Development of a novel 32P-postlabeling method for the analysis of 3′-azido-3′-deoxythymidine

3′-Azido-3′-deoxythymidine (AZT) was the first anti-retroviral nucleoside analog to be used in the treatment and prevention of acquired immunodeficiency syndrome (AIDS). A novel 32P-postlabeling assay, based upon thymidine kinase (TK) instead of the conventional T4 polynucleotide kinase, has been developed for the detection of the levels of AZT incorporated into DNA. After enzymatic digestion of DNA to deoxynucleoside 3′-monophosphates, AZT was isolated by ethyl acetate extraction.
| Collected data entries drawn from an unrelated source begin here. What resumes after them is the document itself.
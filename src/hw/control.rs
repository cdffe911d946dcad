//! Stream lifecycle shared between control threads and the real-time thread.
//!
//! The real-time side only touches atomics: it raises `in_flight`, then
//! checks the status, and runs the period only when streaming. Control
//! calls store the new status first and then wait for `in_flight` to drop,
//! so once `suspend` or `close` returns no callback is running or will start.

use crate::error::{ErrorCode, PadError, Result};
use parking_lot::{Condvar, Mutex, ReentrantMutex};
use std::cell::Cell;
use std::sync::Arc;
use std::sync::atomic::{AtomicBool, AtomicU8, Ordering};
use std::time::Duration;

/// Serialises lifecycle changes. Recursive so group operations can call
/// into member streams while holding it.
pub type TransitionLock = Arc<ReentrantMutex<()>>;

pub fn transition_lock() -> TransitionLock {
    Arc::new(ReentrantMutex::new(()))
}

#[repr(u8)]
#[derive(Debug, Clone, Copy, PartialEq, Eq)]
pub enum StreamStatus {
    Stopped = 0,
    Suspended = 1,
    Streaming = 2,
}

impl StreamStatus {
    fn from_u8(v: u8) -> Self {
        match v {
            2 => Self::Streaming,
            1 => Self::Suspended,
            _ => Self::Stopped,
        }
    }
}

thread_local! {
    static IN_CALLBACK: Cell<bool> = const { Cell::new(false) };
}

const QUIESCE_POLL: Duration = Duration::from_millis(1);

#[derive(Debug)]
pub struct StreamControl {
    status: AtomicU8,
    in_flight: AtomicBool,
    idle: Mutex<()>,
    idle_cv: Condvar,
    lock: TransitionLock,
}

impl StreamControl {
    pub fn new(initial: StreamStatus) -> Arc<Self> {
        Self::with_lock(initial, transition_lock())
    }

    pub fn with_lock(initial: StreamStatus, lock: TransitionLock) -> Arc<Self> {
        Arc::new(Self {
            status: AtomicU8::new(initial as u8),
            in_flight: AtomicBool::new(false),
            idle: Mutex::new(()),
            idle_cv: Condvar::new(),
            lock,
        })
    }

    pub fn status(&self) -> StreamStatus {
        StreamStatus::from_u8(self.status.load(Ordering::SeqCst))
    }

    pub fn lock(&self) -> &TransitionLock {
        &self.lock
    }

    pub fn is_streaming(&self) -> bool {
        self.status() == StreamStatus::Streaming
    }

    /// Suspended -> Streaming. No-op when already streaming.
    pub fn resume(&self) -> Result<()> {
        let _guard = self.lock.lock();
        match self.status() {
            StreamStatus::Stopped => Err(PadError::soft(
                ErrorCode::InvalidState,
                "cannot resume a closed stream",
            )),
            _ => {
                self.status
                    .store(StreamStatus::Streaming as u8, Ordering::SeqCst);
                tracing::debug!("stream resumed");
                Ok(())
            }
        }
    }

    /// Streaming -> Suspended, returning once no callback is in flight.
    pub fn suspend(&self) -> Result<()> {
        let _guard = self.lock.lock();
        match self.status() {
            StreamStatus::Stopped => Err(PadError::soft(
                ErrorCode::InvalidState,
                "cannot suspend a closed stream",
            )),
            _ => {
                self.status
                    .store(StreamStatus::Suspended as u8, Ordering::SeqCst);
                self.quiesce();
                tracing::debug!("stream suspended");
                Ok(())
            }
        }
    }

    pub fn activate(&self, active: bool) -> Result<()> {
        if active { self.resume() } else { self.suspend() }
    }

    /// Any state -> Stopped. Idempotent.
    pub fn close(&self) {
        let _guard = self.lock.lock();
        let was = self.status.swap(StreamStatus::Stopped as u8, Ordering::SeqCst);
        self.quiesce();
        if was != StreamStatus::Stopped as u8 {
            tracing::debug!("stream closed");
        }
    }

    fn quiesce(&self) {
        // From inside the callback the in-flight period is our own; the new
        // status applies from the next period.
        if IN_CALLBACK.with(Cell::get) {
            return;
        }
        let mut idle = self.idle.lock();
        while self.in_flight.load(Ordering::SeqCst) {
            self.idle_cv.wait_for(&mut idle, QUIESCE_POLL);
        }
    }

    /// Real-time side: claim the period if the stream is streaming.
    pub(crate) fn enter(&self) -> Option<PeriodGuard<'_>> {
        self.in_flight.store(true, Ordering::SeqCst);
        if self.status() != StreamStatus::Streaming {
            self.leave();
            return None;
        }
        Some(PeriodGuard { control: self })
    }

    fn leave(&self) {
        self.in_flight.store(false, Ordering::SeqCst);
        self.idle_cv.notify_all();
    }
}

pub(crate) struct PeriodGuard<'a> {
    control: &'a StreamControl,
}

impl PeriodGuard<'_> {
    /// Run `f` flagged as callback context for this thread.
    pub(crate) fn in_callback<R>(&self, f: impl FnOnce() -> R) -> R {
        let _flag = CallbackFlag::raise();
        f()
    }
}

/// Clears `IN_CALLBACK` on drop, so a panicking callback cannot leave it set.
struct CallbackFlag;

impl CallbackFlag {
    fn raise() -> Self {
        IN_CALLBACK.with(|c| c.set(true));
        Self
    }
}

impl Drop for CallbackFlag {
    fn drop(&mut self) {
        IN_CALLBACK.with(|c| c.set(false));
    }
}

impl Drop for PeriodGuard<'_> {
    fn drop(&mut self) {
        self.control.leave();
    }
}

/// Streams that change state together, e.g. every stream of a session.
#[derive(Debug)]
pub struct ControlGroup {
    lock: TransitionLock,
    members: Mutex<Vec<Arc<StreamControl>>>,
}

impl ControlGroup {
    pub fn new(lock: TransitionLock) -> Self {
        Self {
            lock,
            members: Mutex::new(Vec::new()),
        }
    }

    pub fn lock(&self) -> &TransitionLock {
        &self.lock
    }

    pub fn add(&self, control: Arc<StreamControl>) {
        let _guard = self.lock.lock();
        let mut members = self.members.lock();
        members.retain(|c| c.status() != StreamStatus::Stopped);
        members.push(control);
    }

    pub fn len(&self) -> usize {
        self.members.lock().len()
    }

    pub fn is_empty(&self) -> bool {
        self.len() == 0
    }

    pub fn suspend_all(&self) -> Result<()> {
        self.for_each(|c| match c.status() {
            StreamStatus::Stopped => Ok(()),
            _ => c.suspend(),
        })
    }

    pub fn resume_all(&self) -> Result<()> {
        self.for_each(|c| match c.status() {
            StreamStatus::Stopped => Ok(()),
            _ => c.resume(),
        })
    }

    pub fn close_all(&self) {
        let _guard = self.lock.lock();
        let members = std::mem::take(&mut *self.members.lock());
        for control in &members {
            control.close();
        }
    }

    /// Visits every member even after a failure; returns the first error.
    fn for_each(&self, mut f: impl FnMut(&StreamControl) -> Result<()>) -> Result<()> {
        let _guard = self.lock.lock();
        let members: Vec<_> = self.members.lock().clone();
        let mut first_err = None;
        for control in &members {
            if let Err(err) = f(control) {
                tracing::warn!("group transition failed: {err}");
                first_err.get_or_insert(err);
            }
        }
        first_err.map_or(Ok(()), Err)
    }
}
pub mod codec;
pub mod control;
pub mod convert;
pub mod exchange;
pub mod latency;
pub mod options;
pub mod planar;
pub mod ports;
pub mod ring;
pub mod sync;
pub mod traits;
pub mod transpose;

pub use codec::{HostSampleFormat, SampleCodec};
pub use control::{ControlGroup, StreamControl, StreamStatus, TransitionLock};
pub use exchange::{EndpointSpec, Io, PeriodReport, Stream, StreamSetup, StreamStats};
pub use options::StreamOptions;
pub use planar::{Planar, PlanarMut};
pub use ring::RingBuffer;
pub use sync::{MonotonicClock, NoClock};
pub use traits::{AudioCallback, Device, DeviceClock};
pub use transpose::TransposePlan;
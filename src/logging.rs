use tracing_subscriber::EnvFilter;

pub const LOG_ENV: &str = "PAD_LOG";

/// Install a fmt subscriber filtered by `PAD_LOG` (default `info`).
///
/// Safe to call more than once; later calls leave the first subscriber in place.
pub fn init() -> bool {
    let filter = EnvFilter::try_from_env(LOG_ENV).unwrap_or_else(|_| EnvFilter::new("info"));
    tracing_subscriber::fmt()
        .with_env_filter(filter)
        .with_thread_names(true)
        .try_init()
        .is_ok()
}

#[cfg(test)]
mod tests {
    use super::*;

    #[test]
    fn second_init_is_a_no_op() {
        init();
        assert!(!init());
    }
}
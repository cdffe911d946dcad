use super::latency::frames_to_micros;
use super::traits::DeviceClock;
use std::time::Instant;

/// Microseconds since construction.
#[derive(Debug, Clone, Copy)]
pub struct MonotonicClock {
    origin: Instant,
}

impl MonotonicClock {
    pub fn new() -> Self {
        Self {
            origin: Instant::now(),
        }
    }
}

impl Default for MonotonicClock {
    fn default() -> Self {
        Self::new()
    }
}

impl DeviceClock for MonotonicClock {
    fn now_micros(&self) -> Option<i64> {
        i64::try_from(self.origin.elapsed().as_micros()).ok()
    }
}

/// A clock that never answers; period times are then extrapolated from the
/// frame count alone.
#[derive(Debug, Clone, Copy, Default)]
pub struct NoClock;

impl DeviceClock for NoClock {
    fn now_micros(&self) -> Option<i64> {
        None
    }
}

/// Tracks hardware period timestamps and flags gaps.
#[derive(Debug, Clone, Copy)]
pub(crate) struct PeriodClock {
    sample_rate: f64,
    last_hw: Option<(i64, usize)>,
    frames_seen: i64,
}

impl PeriodClock {
    pub(crate) fn new(sample_rate: f64) -> Self {
        Self {
            sample_rate,
            last_hw: None,
            frames_seen: 0,
        }
    }

    pub(crate) fn reset(&mut self) {
        self.last_hw = None;
    }

    /// Start time of a period of `frames` frames. Returns the time and
    /// whether the hardware timestamp jumped by more than two periods.
    pub(crate) fn begin_period(
        &mut self,
        hw_time: Option<i64>,
        clock: &dyn DeviceClock,
        frames: usize,
    ) -> (i64, bool) {
        let mut xrun = false;
        let start = match hw_time {
            Some(t) => {
                if let Some((last_t, last_frames)) = self.last_hw {
                    let period = frames_to_micros(last_frames as i64, self.sample_rate);
                    xrun = period > 0 && t.saturating_sub(last_t) > period * 2;
                }
                self.last_hw = Some((t, frames));
                t
            }
            None => clock
                .now_micros()
                .unwrap_or_else(|| frames_to_micros(self.frames_seen, self.sample_rate)),
        };
        self.frames_seen += frames as i64;
        (start, xrun)
    }
}

#[cfg(test)]
mod tests {
    use super::*;

    #[test]
    fn extrapolates_without_any_clock() {
        let mut pc = PeriodClock::new(48_000.0);
        assert_eq!(pc.begin_period(None, &NoClock, 480).0, 0);
        assert_eq!(pc.begin_period(None, &NoClock, 480).0, 10_000);
    }

    #[test]
    fn flags_gap_longer_than_two_periods() {
        let mut pc = PeriodClock::new(48_000.0);
        assert!(!pc.begin_period(Some(1_000), &NoClock, 480).1);
        assert!(!pc.begin_period(Some(11_000), &NoClock, 480).1);
        assert!(!pc.begin_period(Some(31_000), &NoClock, 480).1);
        assert!(pc.begin_period(Some(61_000), &NoClock, 480).1);
        pc.reset();
        assert!(!pc.begin_period(Some(500_000), &NoClock, 480).1);
    }

    #[test]
    fn monotonic_clock_moves_forward() {
        let clock = MonotonicClock::new();
        let a = clock.now_micros().unwrap();
        let b = clock.now_micros().unwrap();
        assert!(b >= a);
    }
}
//! Host sample encodings and their conversion to canonical samples.
//!
//! A [`HostSampleFormat`] is a plain description (container width, float or
//! integer, byte order, nominal full-scale range). [`SampleCodec::new`]
//! resolves it once into a pair of monomorphic conversion functions so the
//! real-time path never branches on the format per sample.

use crate::Sample;
use crate::error::{ErrorCode, PadError, Result};
use byteorder::{BigEndian, ByteOrder, LittleEndian};
use serde::{Deserialize, Serialize};

/// Widest integer nominal range that survives an `f64` round trip,
/// rounding bias included: `aligned(64, 53, _)` and below.
pub const MAX_NOMINAL_MAGNITUDE: i64 = 1 << 52;

#[derive(Debug, Clone, Copy, PartialEq, Eq, Hash, Serialize, Deserialize)]
pub struct HostSampleFormat {
    /// Container width in bits: 8, 16, 24 (packed), 32 or 64.
    pub scalar_width: u32,
    pub is_float: bool,
    pub big_endian: bool,
    pub nominal_min: i64,
    pub nominal_max: i64,
}
//! Interleave and deinterleave between per-channel blocks and a frame-major
//! buffer.
//!
//! The region is covered with square tiles of the widest width that fits,
//! then the frame and channel remainders fall through to narrower widths.
//! Width 1 is a plain copy. The worklist is a fixed array, so neither
//! direction allocates.

use super::planar::{Planar, PlanarMut};
use super::transpose::{Tile, TransposePlan};
use crate::Sample;

const MAX_REGIONS: usize = 16;

#[derive(Debug, Clone, Copy, Default)]
struct Region {
    channel: usize,
    channels: usize,
    frame: usize,
    frames: usize,
}

#[derive(Clone, Copy)]
struct Worklist {
    items: [Region; MAX_REGIONS],
    len: usize,
}

impl Worklist {
    fn new() -> Self {
        Self {
            items: [Region::default(); MAX_REGIONS],
            len: 0,
        }
    }

    fn push(&mut self, region: Region) {
        if region.channels == 0 || region.frames == 0 {
            return;
        }
        // Each width at most doubles the pending regions and plans hold at
        // most four widths, so eight slots would already do.
        debug_assert!(self.len < MAX_REGIONS);
        self.items[self.len] = region;
        self.len += 1;
    }

    fn as_slice(&self) -> &[Region] {
        &self.items[..self.len]
    }
}

/// Calls `tile(width, channel, frame)` for every tile, covering the
/// `channels` x `frames` region exactly once.
fn for_each_tile(
    plan: TransposePlan,
    channels: usize,
    frames: usize,
    mut tile: impl FnMut(usize, usize, usize),
) {
    let mut pending = Worklist::new();
    pending.push(Region {
        channel: 0,
        channels,
        frame: 0,
        frames,
    });

    for &width in plan.widths() {
        let mut next = Worklist::new();
        for region in pending.as_slice() {
            if width == 1 {
                for ch in region.channel..region.channel + region.channels {
                    for frame in region.frame..region.frame + region.frames {
                        tile(1, ch, frame);
                    }
                }
                continue;
            }

            let full_channels = region.channels / width * width;
            let full_frames = region.frames / width * width;
            for ch in (0..full_channels).step_by(width) {
                for frame in (0..full_frames).step_by(width) {
                    tile(width, region.channel + ch, region.frame + frame);
                }
            }
            if full_channels > 0 {
                next.push(Region {
                    channel: region.channel,
                    channels: full_channels,
                    frame: region.frame + full_frames,
                    frames: region.frames - full_frames,
                });
            }
            next.push(Region {
                channel: region.channel + full_channels,
                channels: region.channels - full_channels,
                frame: region.frame,
                frames: region.frames,
            });
        }
        pending = next;
    }
}

#[inline]
fn interleave_tile<T: Tile>(src: &Planar<'_>, dst: &mut [Sample], stride: usize, ch0: usize, f0: usize) {
    let w = T::WIDTH;
    let mut tile = T::ZERO;
    for i in 0..w {
        tile.row_mut(i).copy_from_slice(&src.channel(ch0 + i)[f0..f0 + w]);
    }
    tile.transpose();
    for j in 0..w {
        let at = (f0 + j) * stride + ch0;
        dst[at..at + w].copy_from_slice(tile.row(j));
    }
}

#[inline]
fn deinterleave_tile<T: Tile>(src: &[Sample], stride: usize, dst: &mut PlanarMut<'_>, ch0: usize, f0: usize) {
    let w = T::WIDTH;
    let mut tile = T::ZERO;
    for j in 0..w {
        let at = (f0 + j) * stride + ch0;
        tile.row_mut(j).copy_from_slice(&src[at..at + w]);
    }
    tile.transpose();
    for i in 0..w {
        dst.channel_mut(ch0 + i)[f0..f0 + w].copy_from_slice(tile.row(i));
    }
}

fn check_interleaved(len: usize, channels: usize, frames: usize, stride: usize) {
    assert!(stride >= channels, "frame stride {stride} below channel count {channels}");
    if channels > 0 && frames > 0 {
        let needed = (frames - 1) * stride + channels;
        assert!(len >= needed, "interleaved buffer needs {needed} samples, got {len}");
    }
}

/// Write `src` into `dst` frame-major: sample (ch, f) lands at
/// `dst[f * stride + ch]`. Slots between `channels` and `stride` are left
/// untouched.
pub fn interleave(plan: TransposePlan, src: Planar<'_>, dst: &mut [Sample], stride: usize) {
    let (channels, frames) = (src.channels(), src.frames());
    check_interleaved(dst.len(), channels, frames, stride);
    for_each_tile(plan, channels, frames, |width, ch, frame| match width {
        8 => interleave_tile::<[[Sample; 8]; 8]>(&src, dst, stride, ch, frame),
        4 => interleave_tile::<[[Sample; 4]; 4]>(&src, dst, stride, ch, frame),
        2 => interleave_tile::<[[Sample; 2]; 2]>(&src, dst, stride, ch, frame),
        _ => dst[frame * stride + ch] = src.channel(ch)[frame],
    });
}

/// Inverse of [`interleave`]; reads `dst.channels()` x `dst.frames()`.
pub fn deinterleave(plan: TransposePlan, src: &[Sample], stride: usize, dst: &mut PlanarMut<'_>) {
    let (channels, frames) = (dst.channels(), dst.frames());
    check_interleaved(src.len(), channels, frames, stride);
    for_each_tile(plan, channels, frames, |width, ch, frame| match width {
        8 => deinterleave_tile::<[[Sample; 8]; 8]>(src, stride, dst, ch, frame),
        4 => deinterleave_tile::<[[Sample; 4]; 4]>(src, stride, dst, ch, frame),
        2 => deinterleave_tile::<[[Sample; 2]; 2]>(src, stride, dst, ch, frame),
        _ => dst.channel_mut(ch)[frame] = src[frame * stride + ch],
    });
}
The ethyl acetate was evaporated and the AZT was postlabeled by 5′-phosphorylation with [γ-32P]ATP and TK. AZT was detected at a level of 51.5±6.3 (mean±SD; n=4) AZT molecules/105 nucleotides following in vitro incorporation of the drug into high-molecular-weight rat-liver DNA. The 32P-postlabeling method was further validated by the detection of AZT in lung and liver DNA from neonatal mice treated with AZT. The levels of AZT in lung and liver DNA were proportional to the dose, with the levels in lung DNA being two-fold higher than those for liver DNA. The limit of detection for the assay was 8 AZT molecules/107 nucleotides using 10 μg of DNA.